In the summer of 1981 before I moved to Palo Alto CA, Klaus called me up and proposed that we meet for the first time at the Shoreham Hotel just north of Rock Creek Park in DC just down the road from NIH in Bethesda. So we got together one morning in the lobby of the hotel. I had made a lot of monoclonal antibodies against human architectural proteins (this architectural structure is called the “cytoskeleton”) as a by-product of something else I was doing. I had little use for these antibodies and shipped them off to Goettingen since Klaus was well known for using immune antisera to visualize the cellular cytoskeleton. The method for making epitope-specific monoclonal antibodies was new and this had not been tried in Klaus’ lab. It turned out that he wanted to show me some pictures of cells stained with antibodies that I had sent him. I think that he was also trying to find out what I intended doing with them which was a proper thing to do. The photos were very impressive and suggested that these antibodies could be used to map the cytoarchitecture of all cell types. He asked me vaguely “What are you going to do next?” I told him that my only interest was in cloning the human actin genes to reassure him that he could move forward with the monoclonal antibodies. That was our last communication until April 2010.

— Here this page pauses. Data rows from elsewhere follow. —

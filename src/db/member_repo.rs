use rusqlite::{params, Connection};

use crate::error::{CircleError, CircleResult};
use crate::model::{Circle, Id, Principal};

/// Appends `member` at the end of the circle's member list and bumps the
/// circle's stored member count. Run it inside a transaction so both land.
pub fn insert(conn: &Connection, circle_id: Id<Circle>, member: &Principal) -> CircleResult<()> {
    conn.execute(
        "INSERT INTO circle_members (circle_id, position, member)
         VALUES (?1, (SELECT COALESCE(MAX(position) + 1, 0) FROM circle_members WHERE circle_id = ?1), ?2)",
        params![circle_id.value as i64, member.as_str()],
    )?;
    conn.execute(
        "UPDATE circles SET member_count = member_count + 1 WHERE id = ?1",
        params![circle_id.value as i64],
    )?;
    Ok(())
}

/// Members in insertion order.
pub fn find_members(conn: &Connection, circle_id: Id<Circle>) -> CircleResult<Vec<Principal>> {
    let mut stmt = conn.prepare(
        "SELECT member FROM circle_members WHERE circle_id = ?1 ORDER BY position",
    )?;

    let raw = stmt
        .query_map(params![circle_id.value as i64], |row| row.get::<_, String>(0))?
        .collect::<Result<Vec<_>, _>>()?;

    raw.into_iter()
        .map(|s| {
            Principal::try_from(s)
                .map_err(|e| CircleError::Other(format!("Stored member is malformed: {}", e)))
        })
        .collect()
}

pub fn is_member(conn: &Connection, circle_id: Id<Circle>, member: &Principal) -> CircleResult<bool> {
    let found: bool = conn.query_row(
        "SELECT EXISTS(SELECT 1 FROM circle_members WHERE circle_id = ?1 AND member = ?2)",
        params![circle_id.value as i64, member.as_str()],
        |row| row.get(0),
    )?;
    Ok(found)
}

pub fn count(conn: &Connection, circle_id: Id<Circle>) -> CircleResult<u32> {
    let n: i64 = conn.query_row(
        "SELECT COUNT(*) FROM circle_members WHERE circle_id = ?1",
        params![circle_id.value as i64],
        |row| row.get(0),
    )?;
    Ok(n as u32)
}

As I mentioned above, Klaus was a co-author on the seminal paper describing the invention of siRNA in 2001 – still today the most exciting biomedical discovery since the mid-1980s. I had notified the Technology Transfer Office for the Max-Planck in Munich about our coverage of the litigation they were involved in. I had mentioned Klaus Weber’s involvement in the discovery of siRNA at the website.
In April I received an email from “Mary Osborne”. It turned out to be Klaus using his wife’s email much in the same way I use Becki’s email. I had said at the website that “It’s is a small world” and he said it that “indeed it was a small world” and explained to me his simple contribution to Tuschl’s discovery of siRNA. He also said that he remembered our exchanges. Needless to say, I was thrilled to hear from him this one last time.

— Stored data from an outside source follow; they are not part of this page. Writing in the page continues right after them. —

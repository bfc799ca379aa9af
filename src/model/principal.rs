use serde::{Deserialize, Serialize};
use std::fmt;

use crate::error::{CircleError, CircleResult};
use crate::validation;

/// An opaque caller identity (a wallet address or contract principal).
/// Two principals are the same identity only if their text is identical.
#[derive(Debug, Clone, PartialEq, Eq, Hash, PartialOrd, Ord, Serialize, Deserialize)]
#[serde(try_from = "String", into = "String")]
pub struct Principal(String);

impl Principal {
    pub fn parse(value: &str) -> CircleResult<Self> {
        validation::principal(value).map(|p| Self(p.to_string()))
    }

    pub fn as_str(&self) -> &str {
        &self.0
    }
}

impl TryFrom<String> for Principal {
    type Error = CircleError;

    fn try_from(value: String) -> CircleResult<Self> {
        validation::principal(&value)?;
        Ok(Self(value))
    }
}

impl From<Principal> for String {
    fn from(value: Principal) -> Self {
        value.0
    }
}

impl fmt::Display for Principal {
    fn fmt(&self, f: &mut fmt::Formatter<'_>) -> fmt::Result {
        f.write_str(&self.0)
    }
}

I went back to that seminal paper to look more closely at his ‘small’ contribution from his own description. When I looked at the particular experiment that was used to demonstrate that Tuschl’s invention worked, I realized a lasting connection. When we met at the Shoreham Hotel nineteen years earlier, one of the antibodies that I had provided to him stained the nuclear envelope, a protein called “lamin”. I think before showing me the pictures, Klaus had already realized the power of mono-specific monoclonal antibodies. His lab proceeded to make them and use them extensively in his research. Although not the very same antibody that I had prepared, his anti-lamin antibody was the one that was used elegantly to demonstrate shutdown of lamin expression with siRNA targeting the lamin messenger RNA, e.g. gene silencing. This entire story is emblematic of how discovery science works.
In the ensuing nine years that seminal siRNA paper has received close to 6000 citations from other research papers, and siRNA-based drugs are now progressing through the early stages of clinical development.